:: PROBLEM STATEMENT ::
The entries below contain a stretch that opens with the line containing "4. Soil-adjusted supply" and closes with the line containing "shared across threads."; set down that stretch exactly, both ends included, and nothing else.
-- DATA FOR THIS TASK follows --
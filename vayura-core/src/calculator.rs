//! Oxygen Demand Calculator
//!
//! Estimates the annual oxygen consumed by a district's population, inflates it
//! by environmental penalty factors and converts the resulting deficit into a
//! count of trees.
//!
//! # What This Calculator Does
//!
//! 1. Base human oxygen demand from population:
//!    $$D_{base} = P \cdot V_{O_2} \cdot N_{days} \cdot \rho_{O_2} / 1000$$
//!
//! 2. Three independent penalty factors from AQI, soil quality and disaster
//!    frequency (see [`crate::penalty`]).
//!
//! 3. Adjusted demand, which is also the oxygen deficit since no existing tree
//!    supply is netted out:
//!    $$D_{adj} = D_{base} \cdot f_{aqi} \cdot f_{soil} \cdot f_{disaster}$$
//!
//! 4. Soil-adjusted supply of one mature tree:
//!    $$S_{tree} = S_{base} \cdot \max(Q_{soil} / 100, f_{min})$$
//!
//! 5. Trees required and the land they occupy:
//!    $$N = \lceil D_{adj} / S_{tree} \rceil, \quad A = N / \rho_{planting}$$
//!
//! # Inputs
//!
//! - [`CalculationRequest`]: district name, population, AQI, soil quality and
//!   disaster frequency
//!
//! # Outputs
//!
//! - [`CalculationResult`]: headline figures plus the full [`FormulaBreakdown`],
//!   the assumptions and the data sources
//!
//! The calculator holds no mutable state and performs no I/O, so a single
//! instance can be shared across threads.

use crate::errors::{CalculatorError, CalculatorResult};
use crate::parameters::CalculatorParameters;
use crate::request::{CalculationRequest, SOIL_QUALITY_MAX};
use crate::result::{CalculationResult, FormulaBreakdown};
use serde::{Deserialize, Serialize};

/// Stateless oxygen demand calculator
///
/// Serialises as its parameters. Deserialising goes through
/// [`OxygenDemandCalculator::from_parameters`], so invalid parameters are rejected.
#[derive(Debug, Clone, PartialEq, Serialize, Deserialize)]
#[serde(try_from = "CalculatorParameters", into = "CalculatorParameters")]
pub struct OxygenDemandCalculator {
    parameters: CalculatorParameters,
}

impl OxygenDemandCalculator {
    /// Create a new calculator with default parameters
    pub fn new() -> Self {
        Self {
            parameters: CalculatorParameters::default(),
        }
    }

    /// Create a new calculator from parameters
    ///
    /// Fails if the parameters are internally inconsistent.
    pub fn from_parameters(parameters: CalculatorParameters) -> CalculatorResult<Self> {
        parameters.validate()?;
        Ok(Self { parameters })
    }

    pub fn parameters(&self) -> &CalculatorParameters {
        &self.parameters
    }

    /// Annual oxygen volume consumed by `population` people
    ///
    /// unit: L/year
    pub fn human_o2_demand_liters(&self, population: u64) -> f64 {
        population as f64
            * self.parameters.o2_consumption_l_per_day
            * self.parameters.days_per_year
    }

    /// Annual oxygen mass consumed by `population` people
    ///
    /// unit: kg/year
    pub fn human_o2_demand_kg(&self, population: u64) -> f64 {
        self.human_o2_demand_liters(population) * self.parameters.o2_density_g_per_l / 1000.0
    }

    pub fn aqi_penalty_factor(&self, aqi: f64) -> f64 {
        self.parameters.aqi_curve.factor(aqi)
    }

    pub fn soil_degradation_factor(&self, soil_quality: f64) -> f64 {
        self.parameters.soil_curve.factor(soil_quality)
    }

    pub fn disaster_loss_factor(&self, disaster_frequency: f64) -> f64 {
        self.parameters.disaster_curve.factor(disaster_frequency)
    }

    /// Oxygen produced by one mature tree growing in soil of the given quality
    ///
    /// unit: kg/year
    pub fn soil_adjusted_tree_supply_kg(&self, soil_quality: f64) -> f64 {
        let yield_fraction =
            (soil_quality / SOIL_QUALITY_MAX).max(self.parameters.min_soil_yield_fraction);
        self.parameters.base_tree_o2_kg_per_year * yield_fraction
    }

    /// Run the full calculation for one district.
    ///
    /// The request is validated before anything is computed. Fails with
    /// [`CalculatorError::ZeroTreeSupply`] when the soil-adjusted tree supply
    /// is zero, i.e. `soil_quality == 0` with no yield floor configured, and
    /// with [`CalculatorError::TreeCountOverflow`] when the tree count does not
    /// fit in a `u64` (vanishing soil quality or an implausible population).
    pub fn calculate(&self, request: &CalculationRequest) -> CalculatorResult<CalculationResult> {
        request.validate()?;
        let parameters = &self.parameters;

        let human_o2_demand_liters = self.human_o2_demand_liters(request.population);
        let human_o2_demand_kg = self.human_o2_demand_kg(request.population);

        let aqi_factor = self.aqi_penalty_factor(request.aqi);
        let soil_factor = self.soil_degradation_factor(request.soil_quality);
        let disaster_factor = self.disaster_loss_factor(request.disaster_frequency);
        let total_penalty = aqi_factor * soil_factor * disaster_factor;

        let adjusted_o2_demand_kg =
            human_o2_demand_kg * aqi_factor * soil_factor * disaster_factor;
        let oxygen_deficit_kg = adjusted_o2_demand_kg;

        let tree_supply_kg = self.soil_adjusted_tree_supply_kg(request.soil_quality);
        if tree_supply_kg <= 0.0 {
            return Err(CalculatorError::ZeroTreeSupply {
                soil_quality: request.soil_quality,
            });
        }

        let trees = (oxygen_deficit_kg / tree_supply_kg).ceil();
        if !trees.is_finite() || trees >= u64::MAX as f64 {
            // Blame population if even full-yield trees could not cover the deficit
            let field = if oxygen_deficit_kg / parameters.base_tree_o2_kg_per_year
                >= u64::MAX as f64
            {
                "population"
            } else {
                "soil_quality"
            };
            return Err(CalculatorError::TreeCountOverflow { field, trees });
        }
        let trees_required = trees as u64;
        let trees_required_hectares =
            round_to_hundredths(trees_required as f64 / parameters.trees_per_hectare);

        Ok(CalculationResult {
            district_name: request.district_name.clone(),
            population: request.population,
            human_o2_demand_kg_per_year: human_o2_demand_kg,
            penalty_adjusted_demand_kg_per_year: adjusted_o2_demand_kg,
            per_tree_o2_supply_kg_per_year: tree_supply_kg,
            oxygen_deficit_kg_per_year: oxygen_deficit_kg,
            trees_required,
            trees_required_hectares,
            formula_breakdown: FormulaBreakdown {
                human_o2_demand_liters,
                human_o2_demand_kg,
                aqi_penalty_factor: aqi_factor,
                soil_degradation_factor: soil_factor,
                disaster_loss_factor: disaster_factor,
                total_penalty,
                adjusted_o2_demand_kg,
                per_tree_o2_supply_kg: parameters.base_tree_o2_kg_per_year,
                soil_adjusted_tree_supply_kg: tree_supply_kg,
            },
            assumptions: parameters.assumptions(),
            confidence_level: parameters.confidence_level,
            data_sources: parameters.data_sources.clone(),
        })
    }
}

impl TryFrom<CalculatorParameters> for OxygenDemandCalculator {
    type Error = CalculatorError;

    fn try_from(parameters: CalculatorParameters) -> CalculatorResult<Self> {
        Self::from_parameters(parameters)
    }
}

impl From<OxygenDemandCalculator> for CalculatorParameters {
    fn from(calculator: OxygenDemandCalculator) -> Self {
        calculator.parameters
    }
}

impl Default for OxygenDemandCalculator {
    fn default() -> Self {
        Self::new()
    }
}

fn round_to_hundredths(value: f64) -> f64 {
    (value * 100.0).round() / 100.0
}

#[cfg(test)]
mod tests {
    use super::*;
    use crate::result::ConfidenceLevel;
    use is_close::is_close;

    fn default_calculator() -> OxygenDemandCalculator {
        OxygenDemandCalculator::from_parameters(CalculatorParameters::default()).unwrap()
    }

    // ===== Base Demand Tests =====

    #[test]
    fn test_single_person_demand() {
        let calculator = default_calculator();
        // 550 L/day * 365 days = 200,750 L; * 1.429 g/L = 286,871.75 g
        assert!(is_close!(calculator.human_o2_demand_liters(1), 200_750.0));
        assert!(is_close!(calculator.human_o2_demand_kg(1), 286.87175));
    }

    #[test]
    fn test_demand_scales_with_population() {
        let calculator = default_calculator();
        let one = calculator.human_o2_demand_kg(1);
        let thousand = calculator.human_o2_demand_kg(1000);
        assert!(is_close!(thousand, one * 1000.0));
    }

    // ===== Tree Supply Tests =====

    #[test]
    fn test_tree_supply_scales_with_soil() {
        let calculator = default_calculator();
        assert!(is_close!(calculator.soil_adjusted_tree_supply_kg(100.0), 110.0));
        assert!(is_close!(calculator.soil_adjusted_tree_supply_kg(65.0), 71.5));
        assert_eq!(calculator.soil_adjusted_tree_supply_kg(0.0), 0.0);
    }

    #[test]
    fn test_tree_supply_floor() {
        let calculator = OxygenDemandCalculator::from_parameters(CalculatorParameters {
            min_soil_yield_fraction: 0.7,
            ..Default::default()
        })
        .unwrap();
        assert!(is_close!(calculator.soil_adjusted_tree_supply_kg(0.0), 77.0));
        assert!(is_close!(calculator.soil_adjusted_tree_supply_kg(50.0), 77.0));
        assert!(is_close!(calculator.soil_adjusted_tree_supply_kg(90.0), 99.0));
    }

    // ===== Full Calculation Tests =====

    #[test]
    fn test_small_district() {
        let calculator = default_calculator();
        let request = CalculationRequest::new("Clean Valley", 1_234, 0.0, 100.0, 0.0);
        let result = calculator.calculate(&request).unwrap();

        // 1,234 * 286.87175 kg = 353,999.7395 kg; * 1.0 * 1.0 * 1.05 = 371,699.726475 kg
        assert!(is_close!(result.human_o2_demand_kg_per_year, 353_999.7395));
        assert!(is_close!(
            result.penalty_adjusted_demand_kg_per_year,
            371_699.726475
        ));
        // 371,699.726475 / 110 = 3379.09 -> 3380 trees -> 8.45 ha
        assert_eq!(result.trees_required, 3380);
        assert_eq!(result.trees_required_hectares, 8.45);
    }

    #[test]
    fn test_deficit_equals_adjusted_demand() {
        let calculator = default_calculator();
        let request = CalculationRequest::new("Nagpur", 4_653_570, 142.0, 48.0, 4.1);
        let result = calculator.calculate(&request).unwrap();
        assert_eq!(
            result.oxygen_deficit_kg_per_year,
            result.penalty_adjusted_demand_kg_per_year
        );
        assert_eq!(
            result.formula_breakdown.adjusted_o2_demand_kg,
            result.penalty_adjusted_demand_kg_per_year
        );
    }

    #[test]
    fn test_breakdown_reports_base_and_adjusted_supply() {
        let calculator = default_calculator();
        let request = CalculationRequest::new("Ranchi", 2_914_253, 88.0, 40.0, 6.0);
        let result = calculator.calculate(&request).unwrap();
        assert_eq!(result.formula_breakdown.per_tree_o2_supply_kg, 110.0);
        assert!(is_close!(
            result.formula_breakdown.soil_adjusted_tree_supply_kg,
            44.0
        ));
        assert_eq!(
            result.per_tree_o2_supply_kg_per_year,
            result.formula_breakdown.soil_adjusted_tree_supply_kg
        );
        assert!(is_close!(
            result.formula_breakdown.total_penalty,
            result.formula_breakdown.aqi_penalty_factor
                * result.formula_breakdown.soil_degradation_factor
                * result.formula_breakdown.disaster_loss_factor
        ));
    }

    #[test]
    fn test_metadata_comes_from_parameters() {
        let parameters = CalculatorParameters {
            confidence_level: ConfidenceLevel::Medium,
            data_sources: vec!["Census 2011".to_string()],
            ..Default::default()
        };
        let calculator = OxygenDemandCalculator::from_parameters(parameters.clone()).unwrap();
        let result = calculator
            .calculate(&CalculationRequest::new("Leh", 133_487, 35.0, 30.0, 1.0))
            .unwrap();
        assert_eq!(result.confidence_level, ConfidenceLevel::Medium);
        assert_eq!(result.data_sources, vec!["Census 2011".to_string()]);
        assert_eq!(result.assumptions, parameters.assumptions());
        assert_eq!(result.district_name, "Leh");
        assert_eq!(result.population, 133_487);
    }

    // ===== Error Tests =====

    #[test]
    fn test_zero_soil_is_refused() {
        let calculator = default_calculator();
        let request = CalculationRequest::new("Barren", 10_000, 50.0, 0.0, 1.0);
        let err = calculator.calculate(&request).unwrap_err();
        assert!(matches!(err, CalculatorError::ZeroTreeSupply { .. }));
        assert_eq!(err.field(), Some("soil_quality"));
    }

    #[test]
    fn test_zero_soil_with_floor_is_clamped() {
        let calculator = OxygenDemandCalculator::from_parameters(CalculatorParameters {
            min_soil_yield_fraction: 0.7,
            ..Default::default()
        })
        .unwrap();
        let request = CalculationRequest::new("Barren", 10_000, 50.0, 0.0, 1.0);
        let result = calculator.calculate(&request).unwrap();
        assert!(is_close!(result.per_tree_o2_supply_kg_per_year, 77.0));
        assert!(result.trees_required > 0);
    }

    #[test]
    fn test_invalid_request_is_rejected_before_computation() {
        let calculator = default_calculator();
        let request = CalculationRequest::new("Nowhere", 0, 50.0, 0.0, 1.0);
        // population is checked before the zero-supply guard
        let err = calculator.calculate(&request).unwrap_err();
        assert_eq!(err.field(), Some("population"));
    }

    #[test]
    fn test_invalid_parameters_rejected() {
        let result = OxygenDemandCalculator::from_parameters(CalculatorParameters {
            base_tree_o2_kg_per_year: -1.0,
            ..Default::default()
        });
        assert!(matches!(
            result,
            Err(CalculatorError::InvalidParameter { .. })
        ));
    }

    #[test]
    fn test_deserialise_validates_parameters() {
        let calculator: OxygenDemandCalculator = serde_json::from_str("{}").unwrap();
        assert_eq!(calculator, OxygenDemandCalculator::new());

        let err = serde_json::from_str::<OxygenDemandCalculator>(r#"{"trees_per_hectare": 0.0}"#)
            .unwrap_err();
        assert!(err.to_string().contains("trees_per_hectare"));
    }

    #[test]
    fn test_serialises_as_parameters() {
        let calculator = OxygenDemandCalculator::new();
        let value = serde_json::to_value(&calculator).unwrap();
        assert_eq!(value["trees_per_hectare"], 400.0);
        let roundtrip: OxygenDemandCalculator = serde_json::from_value(value).unwrap();
        assert_eq!(roundtrip, calculator);
    }

    #[test]
    fn test_rounding() {
        assert_eq!(round_to_hundredths(16_905.8625), 16_905.86);
        assert_eq!(round_to_hundredths(0.005), 0.01);
        assert_eq!(round_to_hundredths(2.0), 2.0);
    }
}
-- DATA FOR THIS TASK concluded --
:: EXERCISE OUTPUT ::
//! 4. Soil-adjusted supply of one mature tree:
//!    $$S_{tree} = S_{base} \cdot \max(Q_{soil} / 100, f_{min})$$
//!
//! 5. Trees required and the land they occupy:
//!    $$N = \lceil D_{adj} / S_{tree} \rceil, \quad A = N / \rho_{planting}$$
//!
//! # Inputs
//!
//! - [`CalculationRequest`]: district name, population, AQI, soil quality and
//!   disaster frequency
//!
//! # Outputs
//!
//! - [`CalculationResult`]: headline figures plus the full [`FormulaBreakdown`],
//!   the assumptions and the data sources
//!
//! The calculator holds no mutable state and performs no I/O, so a single
//! instance can be shared across threads.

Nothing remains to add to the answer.